# Supplied records
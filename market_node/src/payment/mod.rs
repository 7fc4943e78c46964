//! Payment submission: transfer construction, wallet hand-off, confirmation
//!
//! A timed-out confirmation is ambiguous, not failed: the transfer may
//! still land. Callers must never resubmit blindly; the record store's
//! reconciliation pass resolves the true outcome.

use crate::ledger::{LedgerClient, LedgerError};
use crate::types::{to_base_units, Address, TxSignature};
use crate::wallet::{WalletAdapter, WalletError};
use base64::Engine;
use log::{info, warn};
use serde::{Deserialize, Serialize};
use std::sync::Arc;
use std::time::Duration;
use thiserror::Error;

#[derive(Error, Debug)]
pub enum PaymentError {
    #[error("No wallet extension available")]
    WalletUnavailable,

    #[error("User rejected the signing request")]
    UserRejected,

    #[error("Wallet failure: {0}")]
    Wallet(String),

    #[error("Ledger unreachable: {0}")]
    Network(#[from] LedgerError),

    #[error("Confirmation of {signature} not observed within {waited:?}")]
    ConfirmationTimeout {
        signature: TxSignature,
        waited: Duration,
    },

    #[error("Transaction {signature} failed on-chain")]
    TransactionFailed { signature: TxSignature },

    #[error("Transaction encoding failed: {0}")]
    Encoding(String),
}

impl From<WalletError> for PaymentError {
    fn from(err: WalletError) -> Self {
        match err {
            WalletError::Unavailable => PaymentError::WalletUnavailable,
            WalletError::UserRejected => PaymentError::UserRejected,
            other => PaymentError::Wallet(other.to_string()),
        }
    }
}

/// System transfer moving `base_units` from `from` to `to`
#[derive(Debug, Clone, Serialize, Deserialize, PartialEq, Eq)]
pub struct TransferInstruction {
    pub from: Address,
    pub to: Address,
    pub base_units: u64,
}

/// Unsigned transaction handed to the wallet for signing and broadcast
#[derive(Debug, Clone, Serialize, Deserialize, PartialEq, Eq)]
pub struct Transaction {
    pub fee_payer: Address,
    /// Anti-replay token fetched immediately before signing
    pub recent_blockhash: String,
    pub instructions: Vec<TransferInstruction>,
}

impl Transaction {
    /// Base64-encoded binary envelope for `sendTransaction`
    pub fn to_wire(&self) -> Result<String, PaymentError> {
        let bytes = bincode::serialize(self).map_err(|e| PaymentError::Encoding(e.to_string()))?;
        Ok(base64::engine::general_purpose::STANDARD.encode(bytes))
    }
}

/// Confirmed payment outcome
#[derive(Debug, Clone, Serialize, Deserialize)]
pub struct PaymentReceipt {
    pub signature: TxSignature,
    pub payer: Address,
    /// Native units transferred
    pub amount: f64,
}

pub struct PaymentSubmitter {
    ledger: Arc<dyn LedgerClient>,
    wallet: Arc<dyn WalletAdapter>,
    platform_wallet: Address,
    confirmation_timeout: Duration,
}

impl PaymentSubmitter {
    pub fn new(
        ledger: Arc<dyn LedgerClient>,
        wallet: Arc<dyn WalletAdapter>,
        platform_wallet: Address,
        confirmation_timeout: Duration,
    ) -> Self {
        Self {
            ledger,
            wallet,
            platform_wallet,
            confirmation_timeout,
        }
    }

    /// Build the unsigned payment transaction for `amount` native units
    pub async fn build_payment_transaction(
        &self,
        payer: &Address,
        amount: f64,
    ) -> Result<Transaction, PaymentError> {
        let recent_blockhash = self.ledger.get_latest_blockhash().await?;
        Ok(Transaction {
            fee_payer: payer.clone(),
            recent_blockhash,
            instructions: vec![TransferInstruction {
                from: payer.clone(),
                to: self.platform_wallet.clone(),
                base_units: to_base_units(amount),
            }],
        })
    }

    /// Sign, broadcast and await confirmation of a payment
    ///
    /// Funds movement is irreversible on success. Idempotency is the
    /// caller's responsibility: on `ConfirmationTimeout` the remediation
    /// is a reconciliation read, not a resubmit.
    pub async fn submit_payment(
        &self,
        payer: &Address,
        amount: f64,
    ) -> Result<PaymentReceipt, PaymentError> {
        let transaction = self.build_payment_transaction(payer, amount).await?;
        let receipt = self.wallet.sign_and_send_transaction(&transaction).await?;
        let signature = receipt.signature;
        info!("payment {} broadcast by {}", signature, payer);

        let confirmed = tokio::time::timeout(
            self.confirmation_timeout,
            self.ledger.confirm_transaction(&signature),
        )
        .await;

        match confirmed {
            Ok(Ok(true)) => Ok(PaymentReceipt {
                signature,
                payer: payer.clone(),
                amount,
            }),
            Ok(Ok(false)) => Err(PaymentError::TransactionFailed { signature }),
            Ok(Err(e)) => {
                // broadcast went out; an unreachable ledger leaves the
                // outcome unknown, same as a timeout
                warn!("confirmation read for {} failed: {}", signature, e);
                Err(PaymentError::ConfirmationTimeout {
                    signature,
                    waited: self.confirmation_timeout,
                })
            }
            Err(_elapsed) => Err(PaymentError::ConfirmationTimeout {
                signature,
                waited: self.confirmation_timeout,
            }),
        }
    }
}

---

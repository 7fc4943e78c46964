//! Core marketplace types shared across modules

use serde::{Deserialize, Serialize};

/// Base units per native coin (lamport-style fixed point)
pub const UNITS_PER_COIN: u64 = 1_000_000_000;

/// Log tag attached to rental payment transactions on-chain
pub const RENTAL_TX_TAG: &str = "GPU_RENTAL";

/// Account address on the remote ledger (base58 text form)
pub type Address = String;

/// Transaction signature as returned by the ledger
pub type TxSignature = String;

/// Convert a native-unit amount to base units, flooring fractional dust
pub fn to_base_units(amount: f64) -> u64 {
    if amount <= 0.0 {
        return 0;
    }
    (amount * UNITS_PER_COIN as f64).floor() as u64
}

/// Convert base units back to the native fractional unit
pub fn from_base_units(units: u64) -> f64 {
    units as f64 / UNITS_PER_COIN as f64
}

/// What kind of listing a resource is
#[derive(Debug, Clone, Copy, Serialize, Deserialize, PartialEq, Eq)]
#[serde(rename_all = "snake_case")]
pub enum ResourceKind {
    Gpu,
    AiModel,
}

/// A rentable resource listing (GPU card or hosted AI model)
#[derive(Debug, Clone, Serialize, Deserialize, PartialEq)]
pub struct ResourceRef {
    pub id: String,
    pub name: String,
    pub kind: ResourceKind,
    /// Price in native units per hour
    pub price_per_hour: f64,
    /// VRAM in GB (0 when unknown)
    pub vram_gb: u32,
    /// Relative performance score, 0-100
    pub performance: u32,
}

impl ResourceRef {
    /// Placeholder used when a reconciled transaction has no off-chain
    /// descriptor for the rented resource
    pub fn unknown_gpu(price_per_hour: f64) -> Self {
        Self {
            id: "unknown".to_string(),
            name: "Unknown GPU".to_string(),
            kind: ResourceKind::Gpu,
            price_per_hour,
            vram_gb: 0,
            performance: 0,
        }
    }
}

# Task brief
From the listing above, the lines starting with the one that has "filename market_node/src/payment/mod.rs" and running through the one that has "impl From<WalletError> for" should be copied exactly, ends included.

# Result for this task
filename market_node/src/payment/mod.rs
repository 7fc4943e78c46964
//! Payment submission: transfer construction, wallet hand-off, confirmation
//!
//! A timed-out confirmation is ambiguous, not failed: the transfer may
//! still land. Callers must never resubmit blindly; the record store's
//! reconciliation pass resolves the true outcome.

use crate::ledger::{LedgerClient, LedgerError};
use crate::types::{to_base_units, Address, TxSignature};
use crate::wallet::{WalletAdapter, WalletError};
use base64::Engine;
use log::{info, warn};
use serde::{Deserialize, Serialize};
use std::sync::Arc;
use std::time::Duration;
use thiserror::Error;

#[derive(Error, Debug)]
pub enum PaymentError {
    #[error("No wallet extension available")]
    WalletUnavailable,

    #[error("User rejected the signing request")]
    UserRejected,

    #[error("Wallet failure: {0}")]
    Wallet(String),

    #[error("Ledger unreachable: {0}")]
    Network(#[from] LedgerError),

    #[error("Confirmation of {signature} not observed within {waited:?}")]
    ConfirmationTimeout {
        signature: TxSignature,
        waited: Duration,
    },

    #[error("Transaction {signature} failed on-chain")]
    TransactionFailed { signature: TxSignature },

    #[error("Transaction encoding failed: {0}")]
    Encoding(String),
}

impl From<WalletError> for PaymentError {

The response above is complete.